▸ **Exercise brief**
Your answer should consist of every line in the records that holds "insert".

§

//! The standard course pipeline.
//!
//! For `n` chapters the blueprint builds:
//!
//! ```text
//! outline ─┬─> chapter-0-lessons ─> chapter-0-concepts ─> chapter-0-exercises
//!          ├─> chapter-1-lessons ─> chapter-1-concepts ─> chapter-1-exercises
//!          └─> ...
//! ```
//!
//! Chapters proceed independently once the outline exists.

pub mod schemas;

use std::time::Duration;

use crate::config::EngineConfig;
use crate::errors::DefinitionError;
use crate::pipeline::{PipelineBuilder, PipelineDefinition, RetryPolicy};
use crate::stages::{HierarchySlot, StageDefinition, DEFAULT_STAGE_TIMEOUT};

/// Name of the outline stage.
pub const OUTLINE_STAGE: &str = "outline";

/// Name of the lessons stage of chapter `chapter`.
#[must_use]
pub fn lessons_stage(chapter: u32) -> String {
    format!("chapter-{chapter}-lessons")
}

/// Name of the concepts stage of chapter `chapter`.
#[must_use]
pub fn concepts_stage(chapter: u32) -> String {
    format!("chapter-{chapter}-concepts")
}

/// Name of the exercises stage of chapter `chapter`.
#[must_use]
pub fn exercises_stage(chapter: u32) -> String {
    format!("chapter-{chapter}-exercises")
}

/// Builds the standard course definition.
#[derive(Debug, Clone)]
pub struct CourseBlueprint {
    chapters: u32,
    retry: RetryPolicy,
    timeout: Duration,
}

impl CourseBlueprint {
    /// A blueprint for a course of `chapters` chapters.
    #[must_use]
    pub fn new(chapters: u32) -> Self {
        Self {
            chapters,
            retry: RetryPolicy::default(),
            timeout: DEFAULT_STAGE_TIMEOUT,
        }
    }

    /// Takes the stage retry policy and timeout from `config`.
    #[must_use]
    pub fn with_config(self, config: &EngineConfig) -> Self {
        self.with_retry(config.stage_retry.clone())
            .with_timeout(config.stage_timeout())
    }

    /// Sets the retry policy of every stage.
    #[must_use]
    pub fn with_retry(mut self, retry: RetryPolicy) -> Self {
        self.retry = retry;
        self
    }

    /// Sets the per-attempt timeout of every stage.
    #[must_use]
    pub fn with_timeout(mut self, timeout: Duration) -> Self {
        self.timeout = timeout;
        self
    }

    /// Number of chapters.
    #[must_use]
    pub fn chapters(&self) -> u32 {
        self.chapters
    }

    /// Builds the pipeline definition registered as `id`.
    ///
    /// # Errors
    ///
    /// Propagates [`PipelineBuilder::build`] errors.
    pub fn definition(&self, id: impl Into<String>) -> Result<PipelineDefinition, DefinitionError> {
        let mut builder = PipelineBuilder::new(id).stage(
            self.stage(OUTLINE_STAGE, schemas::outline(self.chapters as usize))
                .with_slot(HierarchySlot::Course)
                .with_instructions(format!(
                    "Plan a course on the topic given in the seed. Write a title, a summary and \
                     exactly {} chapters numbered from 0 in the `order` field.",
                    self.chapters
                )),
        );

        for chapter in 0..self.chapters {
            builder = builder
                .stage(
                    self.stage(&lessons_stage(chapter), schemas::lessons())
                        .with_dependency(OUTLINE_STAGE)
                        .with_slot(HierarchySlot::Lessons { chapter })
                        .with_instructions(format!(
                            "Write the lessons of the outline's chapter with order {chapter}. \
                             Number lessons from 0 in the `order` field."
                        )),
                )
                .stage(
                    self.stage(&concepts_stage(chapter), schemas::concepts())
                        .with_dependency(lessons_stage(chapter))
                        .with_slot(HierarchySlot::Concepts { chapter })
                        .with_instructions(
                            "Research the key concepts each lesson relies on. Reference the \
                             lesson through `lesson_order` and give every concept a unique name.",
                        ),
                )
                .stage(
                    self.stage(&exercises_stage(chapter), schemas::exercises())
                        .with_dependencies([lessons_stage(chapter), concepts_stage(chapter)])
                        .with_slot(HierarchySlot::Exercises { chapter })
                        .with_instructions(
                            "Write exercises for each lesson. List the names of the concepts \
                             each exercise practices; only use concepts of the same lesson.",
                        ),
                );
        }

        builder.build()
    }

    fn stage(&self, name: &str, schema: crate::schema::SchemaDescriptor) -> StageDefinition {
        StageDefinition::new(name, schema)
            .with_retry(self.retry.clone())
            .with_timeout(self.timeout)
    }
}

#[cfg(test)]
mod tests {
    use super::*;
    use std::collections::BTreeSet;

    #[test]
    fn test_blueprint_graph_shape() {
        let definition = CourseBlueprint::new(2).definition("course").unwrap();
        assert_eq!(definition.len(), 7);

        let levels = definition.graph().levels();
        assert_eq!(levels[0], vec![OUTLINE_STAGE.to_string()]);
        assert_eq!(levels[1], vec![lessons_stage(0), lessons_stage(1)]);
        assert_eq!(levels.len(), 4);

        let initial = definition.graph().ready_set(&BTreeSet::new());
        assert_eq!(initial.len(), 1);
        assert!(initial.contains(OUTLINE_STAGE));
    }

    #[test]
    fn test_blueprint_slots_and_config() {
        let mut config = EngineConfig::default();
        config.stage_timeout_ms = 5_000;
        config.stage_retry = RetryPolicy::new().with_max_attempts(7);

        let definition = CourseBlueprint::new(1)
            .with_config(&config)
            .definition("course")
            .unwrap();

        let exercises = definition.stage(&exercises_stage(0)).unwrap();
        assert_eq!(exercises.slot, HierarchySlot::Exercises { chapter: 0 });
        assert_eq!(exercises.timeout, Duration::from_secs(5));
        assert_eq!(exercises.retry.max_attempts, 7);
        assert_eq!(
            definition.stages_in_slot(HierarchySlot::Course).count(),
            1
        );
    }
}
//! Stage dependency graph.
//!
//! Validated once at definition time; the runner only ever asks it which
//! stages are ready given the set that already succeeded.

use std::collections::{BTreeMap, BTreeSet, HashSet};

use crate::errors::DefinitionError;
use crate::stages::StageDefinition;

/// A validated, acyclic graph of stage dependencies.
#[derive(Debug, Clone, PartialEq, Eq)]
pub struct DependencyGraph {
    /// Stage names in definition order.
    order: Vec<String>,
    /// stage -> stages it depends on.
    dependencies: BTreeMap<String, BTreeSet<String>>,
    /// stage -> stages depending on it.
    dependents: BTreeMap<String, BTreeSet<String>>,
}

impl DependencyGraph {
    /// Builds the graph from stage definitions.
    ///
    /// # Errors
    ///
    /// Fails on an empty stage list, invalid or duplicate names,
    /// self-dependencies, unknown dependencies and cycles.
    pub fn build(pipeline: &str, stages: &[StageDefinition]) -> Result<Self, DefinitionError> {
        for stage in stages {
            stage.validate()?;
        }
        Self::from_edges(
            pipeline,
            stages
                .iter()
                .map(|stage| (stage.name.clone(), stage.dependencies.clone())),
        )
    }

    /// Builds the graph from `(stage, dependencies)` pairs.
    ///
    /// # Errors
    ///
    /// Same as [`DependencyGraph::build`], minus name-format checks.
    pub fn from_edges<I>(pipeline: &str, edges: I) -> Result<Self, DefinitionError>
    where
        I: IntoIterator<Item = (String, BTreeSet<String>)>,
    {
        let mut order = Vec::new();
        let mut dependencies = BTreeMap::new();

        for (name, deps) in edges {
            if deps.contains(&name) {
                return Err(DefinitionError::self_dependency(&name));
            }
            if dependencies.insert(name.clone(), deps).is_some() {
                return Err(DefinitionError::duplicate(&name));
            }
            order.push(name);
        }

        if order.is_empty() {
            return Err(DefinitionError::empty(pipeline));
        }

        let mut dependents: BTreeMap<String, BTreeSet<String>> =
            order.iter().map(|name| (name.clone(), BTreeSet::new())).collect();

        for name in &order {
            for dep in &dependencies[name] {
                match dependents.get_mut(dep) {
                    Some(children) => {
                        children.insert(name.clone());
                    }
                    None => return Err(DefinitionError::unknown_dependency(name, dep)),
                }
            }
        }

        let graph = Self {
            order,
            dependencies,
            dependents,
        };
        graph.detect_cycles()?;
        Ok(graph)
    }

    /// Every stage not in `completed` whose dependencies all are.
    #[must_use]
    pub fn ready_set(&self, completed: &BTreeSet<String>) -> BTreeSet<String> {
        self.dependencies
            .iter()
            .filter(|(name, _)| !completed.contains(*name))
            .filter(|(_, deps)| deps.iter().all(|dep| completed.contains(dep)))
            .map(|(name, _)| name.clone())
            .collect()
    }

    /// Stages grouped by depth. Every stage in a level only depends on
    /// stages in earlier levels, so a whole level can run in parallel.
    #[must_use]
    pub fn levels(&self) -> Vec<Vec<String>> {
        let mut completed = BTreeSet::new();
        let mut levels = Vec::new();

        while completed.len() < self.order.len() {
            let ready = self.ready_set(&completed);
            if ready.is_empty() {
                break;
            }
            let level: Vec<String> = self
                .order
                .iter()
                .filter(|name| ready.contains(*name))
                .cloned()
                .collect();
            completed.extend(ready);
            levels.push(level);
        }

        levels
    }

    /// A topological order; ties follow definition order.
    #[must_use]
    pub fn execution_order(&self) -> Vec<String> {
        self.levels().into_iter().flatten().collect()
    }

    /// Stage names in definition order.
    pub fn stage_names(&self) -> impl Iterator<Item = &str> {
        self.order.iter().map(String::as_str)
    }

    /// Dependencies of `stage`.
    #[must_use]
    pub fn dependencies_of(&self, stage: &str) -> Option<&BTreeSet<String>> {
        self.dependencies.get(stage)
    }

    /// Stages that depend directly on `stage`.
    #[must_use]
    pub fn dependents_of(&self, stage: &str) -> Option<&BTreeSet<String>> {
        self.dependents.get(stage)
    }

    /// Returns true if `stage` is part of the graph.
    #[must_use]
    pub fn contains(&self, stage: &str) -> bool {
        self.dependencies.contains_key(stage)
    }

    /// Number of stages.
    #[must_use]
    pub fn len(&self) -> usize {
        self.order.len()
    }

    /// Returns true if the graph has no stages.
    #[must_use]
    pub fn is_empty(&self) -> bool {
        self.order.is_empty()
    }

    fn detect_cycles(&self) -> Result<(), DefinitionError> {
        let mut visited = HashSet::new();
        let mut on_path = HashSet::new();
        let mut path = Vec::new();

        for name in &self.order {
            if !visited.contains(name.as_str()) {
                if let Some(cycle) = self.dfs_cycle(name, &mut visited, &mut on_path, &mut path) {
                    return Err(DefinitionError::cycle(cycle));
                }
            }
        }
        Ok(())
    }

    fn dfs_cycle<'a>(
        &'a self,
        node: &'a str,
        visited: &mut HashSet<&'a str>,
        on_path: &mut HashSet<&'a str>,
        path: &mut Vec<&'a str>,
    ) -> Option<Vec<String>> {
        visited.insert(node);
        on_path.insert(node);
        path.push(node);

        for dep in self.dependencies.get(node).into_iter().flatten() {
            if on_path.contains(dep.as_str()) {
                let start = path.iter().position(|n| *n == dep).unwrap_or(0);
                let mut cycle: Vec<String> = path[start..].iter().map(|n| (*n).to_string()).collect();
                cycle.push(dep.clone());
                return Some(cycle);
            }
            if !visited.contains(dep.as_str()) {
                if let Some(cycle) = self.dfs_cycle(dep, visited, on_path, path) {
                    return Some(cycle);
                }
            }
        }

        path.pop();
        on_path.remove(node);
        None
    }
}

§

▸ **Exercise result**
            if dependencies.insert(name.clone(), deps).is_some() {
                        children.insert(name.clone());
        visited.insert(node);
        on_path.insert(node);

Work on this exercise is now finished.